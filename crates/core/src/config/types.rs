use serde::{Deserialize, Serialize};
use std::net::{IpAddr, Ipv4Addr};
use std::path::PathBuf;
use std::time::Duration;

/// Root configuration
#[derive(Debug, Clone, Default, Deserialize, Serialize)]
pub struct Config {
    #[serde(default)]
    pub server: ServerConfig,
    #[serde(default)]
    pub catalog: CatalogConfig,
    #[serde(default)]
    pub hosting: HostingConfig,
    #[serde(default)]
    pub sweep: SweepConfig,
}

/// Server configuration
#[derive(Debug, Clone, Deserialize, Serialize)]
pub struct ServerConfig {
    #[serde(default = "default_host")]
    pub host: IpAddr,
    #[serde(default = "default_port")]
    pub port: u16,
}

impl Default for ServerConfig {
    fn default() -> Self {
        Self {
            host: default_host(),
            port: default_port(),
        }
    }
}

fn default_host() -> IpAddr {
    IpAddr::V4(Ipv4Addr::UNSPECIFIED)
}

fn default_port() -> u16 {
    8080
}

/// Catalog document configuration
#[derive(Debug, Clone, Deserialize, Serialize)]
pub struct CatalogConfig {
    /// Local path of the catalog document owned by the reconciler.
    #[serde(default = "default_catalog_path")]
    pub path: PathBuf,
    /// Path of the catalog document inside the registry repository.
    /// Submissions may touch this file and nothing else.
    #[serde(default = "default_document_name")]
    pub document_name: String,
}

impl Default for CatalogConfig {
    fn default() -> Self {
        Self {
            path: default_catalog_path(),
            document_name: default_document_name(),
        }
    }
}

fn default_catalog_path() -> PathBuf {
    PathBuf::from("registry.json")
}

fn default_document_name() -> String {
    "registry.json".to_string()
}

/// Hosting platform configuration
#[derive(Debug, Clone, Deserialize, Serialize)]
pub struct HostingConfig {
    /// Base URL serving raw file content (e.g., "https://raw.githubusercontent.com")
    #[serde(default = "default_raw_base_url")]
    pub raw_base_url: String,
    /// Base URL of the REST API used for pull request lookups
    #[serde(default = "default_api_base_url")]
    pub api_base_url: String,
    /// Branch manifests and entry files are read from
    #[serde(default = "default_branch")]
    pub default_branch: String,
    /// Manifest path relative to the repository root
    #[serde(default = "default_manifest_path")]
    pub manifest_path: String,
    /// Per-fetch timeout in seconds (default: 15)
    #[serde(default = "default_fetch_timeout")]
    pub fetch_timeout_secs: u64,
    #[serde(default = "default_user_agent")]
    pub user_agent: String,
}

impl HostingConfig {
    pub fn fetch_timeout(&self) -> Duration {
        Duration::from_secs(self.fetch_timeout_secs)
    }
}

impl Default for HostingConfig {
    fn default() -> Self {
        Self {
            raw_base_url: default_raw_base_url(),
            api_base_url: default_api_base_url(),
            default_branch: default_branch(),
            manifest_path: default_manifest_path(),
            fetch_timeout_secs: default_fetch_timeout(),
            user_agent: default_user_agent(),
        }
    }
}

fn default_raw_base_url() -> String {
    "https://raw.githubusercontent.com".to_string()
}

fn default_api_base_url() -> String {
    "https://api.github.com".to_string()
}

fn default_branch() -> String {
    "main".to_string()
}

fn default_manifest_path() -> String {
    "sop.toml".to_string()
}

fn default_fetch_timeout() -> u64 {
    15
}

fn default_user_agent() -> String {
    format!("sopreg/{}", env!("CARGO_PKG_VERSION"))
}

/// Health sweep configuration
#[derive(Debug, Clone, Deserialize, Serialize)]
pub struct SweepConfig {
    /// Run the periodic sweep from inside the server.
    /// When disabled, sweeps only happen through the trigger endpoint.
    #[serde(default)]
    pub enabled: bool,
    /// Seconds between scheduled sweeps (default: one day).
    #[serde(default = "default_interval")]
    pub interval_secs: u64,
    /// Maximum entries being reconciled at once.
    #[serde(default = "default_max_concurrent_fetches")]
    pub max_concurrent_fetches: usize,
}

impl Default for SweepConfig {
    fn default() -> Self {
        Self {
            enabled: false,
            interval_secs: default_interval(),
            max_concurrent_fetches: default_max_concurrent_fetches(),
        }
    }
}

fn default_interval() -> u64 {
    86_400
}

fn default_max_concurrent_fetches() -> usize {
    8
}

#[cfg(test)]
mod tests {
    use super::*;

    #[test]
    fn test_deserialize_empty_uses_defaults() {
        let config: Config = toml::from_str("").unwrap();
        assert_eq!(config.server.port, 8080);
        assert_eq!(config.server.host.to_string(), "0.0.0.0");
        assert_eq!(config.catalog.path.to_str().unwrap(), "registry.json");
        assert_eq!(config.catalog.document_name, "registry.json");
        assert_eq!(config.hosting.default_branch, "main");
        assert_eq!(config.hosting.manifest_path, "sop.toml");
        assert_eq!(config.hosting.fetch_timeout_secs, 15);
        assert!(!config.sweep.enabled);
        assert_eq!(config.sweep.interval_secs, 86_400);
        assert_eq!(config.sweep.max_concurrent_fetches, 8);
    }

    #[test]
    fn test_deserialize_server_section() {
        let toml = r#"
[server]
host = "127.0.0.1"
port = 9000
"#;
        let config: Config = toml::from_str(toml).unwrap();
        assert_eq!(config.server.port, 9000);
        assert_eq!(config.server.host.to_string(), "127.0.0.1");
    }

    #[test]
    fn test_deserialize_hosting_and_sweep() {
        let toml = r#"
[hosting]
raw_base_url = "http://localhost:9999/raw"
default_branch = "trunk"
fetch_timeout_secs = 3

[sweep]
enabled = true
interval_secs = 600
max_concurrent_fetches = 2
"#;
        let config: Config = toml::from_str(toml).unwrap();
        assert_eq!(config.hosting.raw_base_url, "http://localhost:9999/raw");
        assert_eq!(config.hosting.default_branch, "trunk");
        assert_eq!(config.hosting.fetch_timeout(), Duration::from_secs(3));
        // untouched fields keep defaults
        assert_eq!(config.hosting.manifest_path, "sop.toml");
        assert!(config.sweep.enabled);
        assert_eq!(config.sweep.interval_secs, 600);
        assert_eq!(config.sweep.max_concurrent_fetches, 2);
    }

    #[test]
    fn test_deserialize_custom_catalog_path() {
        let toml = r#"
[catalog]
path = "/data/registry.json"
document_name = "index/registry.json"
"#;
        let config: Config = toml::from_str(toml).unwrap();
        assert_eq!(config.catalog.path.to_str().unwrap(), "/data/registry.json");
        assert_eq!(config.catalog.document_name, "index/registry.json");
    }

    #[test]
    fn test_user_agent_mentions_crate_version() {
        let hosting = HostingConfig::default();
        assert!(hosting.user_agent.starts_with("sopreg/"));
    }
}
____________________
_REQUIRED WORK_: Which lines of the entries above contain the word "json"? Copy each of them.

_TASK RESULT_:
    PathBuf::from("registry.json")
    "registry.json".to_string()
        assert_eq!(config.catalog.path.to_str().unwrap(), "registry.json");
        assert_eq!(config.catalog.document_name, "registry.json");
path = "/data/registry.json"
document_name = "index/registry.json"
        assert_eq!(config.catalog.path.to_str().unwrap(), "/data/registry.json");
        assert_eq!(config.catalog.document_name, "index/registry.json");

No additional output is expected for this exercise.